FullSubNet icon indicating copy to clipboard operation
FullSubNet copied to clipboard

Any suggestion to fine-tune with a small dataset?

Open hahunavth opened this issue 4 months ago • 0 comments

Hi,

I tried fine-tuning with a small clean dataset of Vietnamese speech, self-collected from YouTube, about 100 hours of audio. Here are a few audio demos. However, the results did not meet my expectations.

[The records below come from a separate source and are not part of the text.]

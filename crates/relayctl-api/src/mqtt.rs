//! MQTT broker session for the relay board's topic tree.
//!
//! One [`rumqttc::AsyncClient`] plus a spawned event loop. Every ConnAck
//! (re)subscribes to the feedback, status, and error topics under the
//! configured prefix; inbound publishes are broadcast raw and decoded by the
//! caller. Connection errors are retried after a fixed delay until the
//! handle is shut down.

use std::time::Duration;

use rumqttc::{AsyncClient, Event, EventLoop, MqttOptions, Packet, QoS, Transport};
use tokio::sync::{broadcast, watch};
use tokio_util::sync::CancellationToken;
use url::Url;

use crate::error::Error;

const MESSAGE_CHANNEL_CAPACITY: usize = 256;
const REQUEST_CHANNEL_CAPACITY: usize = 20;

// ── Settings ─────────────────────────────────────────────────────────

/// Broker connection settings.
#[derive(Debug, Clone, PartialEq, Eq)]
pub struct MqttSettings {
    /// `wss://`, `ws://`, `mqtts://` or `mqtt://` URL.
    pub broker: String,
    pub client_id: String,
    pub topic_prefix: String,
    pub keep_alive: Duration,
    /// Wait after a connection error before the next attempt. Default: 5s.
    pub reconnect_delay: Duration,
}

impl Default for MqttSettings {
    fn default() -> Self {
        Self {
            broker: "wss://test.mosquitto.org:8081".into(),
            client_id: "relayctl".into(),
            topic_prefix: "home/esp32".into(),
            keep_alive: Duration::from_secs(60),
            reconnect_delay: Duration::from_secs(5),
        }
    }
}

impl MqttSettings {
    /// Translate the broker URL into rumqttc options.
    pub fn options(&self) -> Result<MqttOptions, Error> {
        let url = Url::parse(&self.broker)?;
        let host = url
            .host_str()
            .ok_or_else(|| Error::Mqtt(format!("broker URL has no host: {}", self.broker)))?;

        let mut opts = match url.scheme() {
            "ws" | "wss" => {
                let port = url.port_or_known_default().unwrap_or(80);
                let path = if url.path() == "/" { "/mqtt" } else { url.path() };
                let addr = format!("{}://{host}:{port}{path}", url.scheme());
                let mut opts = MqttOptions::new(&self.client_id, addr, port);
                if url.scheme() == "wss" {
                    opts.set_transport(Transport::wss_with_default_config());
                } else {
                    opts.set_transport(Transport::Ws);
                }
                opts
            }
            "mqtts" | "ssl" => {
                let mut opts = MqttOptions::new(&self.client_id, host, url.port().unwrap_or(8883));
                opts.set_transport(Transport::tls_with_default_config());
                opts
            }
            "mqtt" | "tcp" => MqttOptions::new(&self.client_id, host, url.port().unwrap_or(1883)),
            other => return Err(Error::Mqtt(format!("unsupported broker scheme: {other}"))),
        };

        opts.set_keep_alive(self.keep_alive);
        opts.set_clean_session(true);
        Ok(opts)
    }
}

// ── Topics ───────────────────────────────────────────────────────────

/// A topic under the board's prefix, classified.
#[derive(Debug, Clone, Copy, PartialEq, Eq)]
pub enum Topic {
    Relay(u8),
    Feedback(u8),
    Status,
    Error,
}

/// Topic naming for one prefix, e.g. `home/esp32/feedback1`.
#[derive(Debug, Clone, PartialEq, Eq)]
pub struct Topics {
    prefix: String,
}

impl Topics {
    pub fn new(prefix: impl Into<String>) -> Self {
        let prefix: String = prefix.into();
        Self {
            prefix: prefix.trim_end_matches('/').to_owned(),
        }
    }

    pub fn name(&self, topic: Topic) -> String {
        match topic {
            Topic::Relay(n) => format!("{}/relay{n}", self.prefix),
            Topic::Feedback(n) => format!("{}/feedback{n}", self.prefix),
            Topic::Status => format!("{}/status", self.prefix),
            Topic::Error => format!("{}/error", self.prefix),
        }
    }

    /// Topics subscribed on every ConnAck.
    pub fn subscriptions(&self) -> [String; 4] {
        [
            self.name(Topic::Feedback(1)),
            self.name(Topic::Feedback(2)),
            self.name(Topic::Status),
            self.name(Topic::Error),
        ]
    }

    /// Classify an inbound topic; `None` for anything outside the prefix.
    pub fn classify(&self, topic: &str) -> Option<Topic> {
        let leaf = topic.strip_prefix(&self.prefix)?.strip_prefix('/')?;
        match leaf {
            "relay1" => Some(Topic::Relay(1)),
            "relay2" => Some(Topic::Relay(2)),
            "feedback1" => Some(Topic::Feedback(1)),
            "feedback2" => Some(Topic::Feedback(2)),
            "status" => Some(Topic::Status),
            "error" => Some(Topic::Error),
            _ => None,
        }
    }
}

// ── MqttHandle ───────────────────────────────────────────────────────

/// A raw inbound publish.
#[derive(Debug, Clone, PartialEq, Eq)]
pub struct MqttMessage {
    pub topic: String,
    pub payload: Vec<u8>,
}

/// Handle to a running broker session.
pub struct MqttHandle {
    client: AsyncClient,
    topics: Topics,
    msg_rx: broadcast::Receiver<MqttMessage>,
    connected_rx: watch::Receiver<bool>,
    cancel: CancellationToken,
}

impl MqttHandle {
    /// Build the client and spawn its event loop.
    pub fn connect(settings: &MqttSettings, cancel: CancellationToken) -> Result<Self, Error> {
        let opts = settings.options()?;
        let (client, eventloop) = AsyncClient::new(opts, REQUEST_CHANNEL_CAPACITY);
        let topics = Topics::new(settings.topic_prefix.clone());
        let (msg_tx, msg_rx) = broadcast::channel(MESSAGE_CHANNEL_CAPACITY);
        let (connected_tx, connected_rx) = watch::channel(false);

        tracing::info!(broker = %settings.broker, "Connecting to MQTT broker");

        let task = MqttLoop {
            client: client.clone(),
            topics: topics.clone(),
            msg_tx,
            connected_tx,
            reconnect_delay: settings.reconnect_delay,
            cancel: cancel.clone(),
        };
        tokio::spawn(task.run(eventloop));

        Ok(Self {
            client,
            topics,
            msg_rx,
            connected_rx,
            cancel,
        })
    }

    pub fn subscribe(&self) -> broadcast::Receiver<MqttMessage> {
        self.msg_rx.resubscribe()
    }

    /// Watch broker connectivity.
    pub fn connected(&self) -> watch::Receiver<bool> {
        self.connected_rx.clone()
    }

    pub fn is_connected(&self) -> bool {
        *self.connected_rx.borrow()
    }

    pub fn topics(&self) -> &Topics {
        &self.topics
    }

    /// Publish `"ON"`/`"OFF"` to `<prefix>/relay<n>`.
    pub fn publish_relay(&self, relay: u8, on: bool) -> Result<(), Error> {
        if !self.is_connected() {
            return Err(Error::MqttNotConnected);
        }
        let topic = self.topics.name(Topic::Relay(relay));
        let payload = if on { "ON" } else { "OFF" };
        tracing::debug!(topic = %topic, payload, "MQTT publish");
        self.client
            .try_publish(topic, QoS::AtMostOnce, false, payload.as_bytes().to_vec())
            .map_err(|e| Error::Mqtt(e.to_string()))
    }

    pub fn shutdown(&self) {
        let _ = self.client.try_disconnect();
        self.cancel.cancel();
    }
}

// ── Event loop ───────────────────────────────────────────────────────

struct MqttLoop {
    client: AsyncClient,
    topics: Topics,
    msg_tx: broadcast::Sender<MqttMessage>,
    connected_tx: watch::Sender<bool>,
    reconnect_delay: Duration,
    cancel: CancellationToken,
}

impl MqttLoop {
    async fn run(self, mut eventloop: EventLoop) {
        loop {
            tokio::select! {
                biased;
                () = self.cancel.cancelled() => break,
                event = eventloop.poll() => match event {
                    Ok(Event::Incoming(Packet::ConnAck(_))) => {
                        tracing::info!("MQTT connected");
                        for topic in self.topics.subscriptions() {
                            if let Err(e) = self.client.try_subscribe(topic.as_str(), QoS::AtMostOnce) {
                                tracing::warn!(topic = %topic, error = %e, "MQTT subscribe failed");
                            }
                        }
                        self.connected_tx.send_replace(true);
                    }
                    Ok(Event::Incoming(Packet::Publish(p))) => {
                        tracing::debug!(topic = %p.topic, bytes = p.payload.len(), "MQTT message");
                        let _ = self.msg_tx.send(MqttMessage {
                            topic: p.topic.clone(),
                            payload: p.payload.to_vec(),
                        });
                    }
                    Ok(Event::Incoming(Packet::Disconnect)) => {
                        tracing::warn!("MQTT broker sent disconnect");
                        self.connected_tx.send_replace(false);
                    }
                    Ok(_) => {}
                    Err(e) => {
                        self.connected_tx.send_replace(false);
                        tracing::warn!(error = %e, "MQTT connection error");
                        tokio::select! {
                            biased;
                            () = self.cancel.cancelled() => break,
                            () = tokio::time::sleep(self.reconnect_delay) => {}
                        }
                    }
                }
            }
        }

        self.connected_tx.send_replace(false);
        tracing::debug!("MQTT loop exiting");
    }
}

#[cfg(test)]
#[allow(clippy::unwrap_used)]
mod tests {
    use super::*;

    #[test]
    fn topic_names_and_classification() {
        let topics = Topics::new("home/esp32/");
        assert_eq!(topics.name(Topic::Relay(2)), "home/esp32/relay2");
        assert_eq!(topics.classify("home/esp32/feedback1"), Some(Topic::Feedback(1)));
        assert_eq!(topics.classify("home/esp32/error"), Some(Topic::Error));
        assert_eq!(topics.classify("home/esp32x/status"), None);
        assert_eq!(topics.classify("other/feedback1"), None);
        assert_eq!(
            topics.subscriptions(),
            [
                "home/esp32/feedback1".to_owned(),
                "home/esp32/feedback2".to_owned(),
                "home/esp32/status".to_owned(),
                "home/esp32/error".to_owned(),
            ]
        );
    }

    #[test]
    fn broker_schemes() {
        let ok = |broker: &str| {
            MqttSettings {
                broker: broker.into(),
                ..MqttSettings::default()
            }
            .options()
        };
        let wss = ok("wss://test.mosquitto.org:8081").unwrap();
        assert_eq!(wss.broker_address().1, 8081);
        assert_eq!(ok("mqtt://broker.local").unwrap().broker_address().1, 1883);
        assert_eq!(ok("mqtts://broker.local").unwrap().broker_address().1, 8883);
        assert!(ok("http://broker.local").is_err());
    }
}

Here’s how I prepare data:

  • Clean dataset: I used the Vietnamese data mentioned above. I filtered the collected audio segments that were shorter than 3 seconds to match sub_sample_length = 3.072.
  • Noise dataset: I downloaded the DNS Interspeech 2020 noise data from here: DNS-Challenge noise data.
  • RIR dataset: I downloaded the dataset from the release page here: RIR dataset.
  • Test dataset: I used the test set from DNS-Challenge: Test set.

I used a 3080 GPU with a batch size of 12 and gradient accumulation steps set to 3. Model starting from the checkpoint fullsubnet_best_model_58epochs.tar.

I trained for 15 epochs. However, the loss decreased only in the first few epochs and then started increasing. When I tested the inference on a few samples, I noticed that the model left more noise compared to the original performance.

Am I missing something in the fine-tuning process? Do you have any advice for me?

Thank you!

hahunavth avatar Oct 10 '24 03:10 hahunavth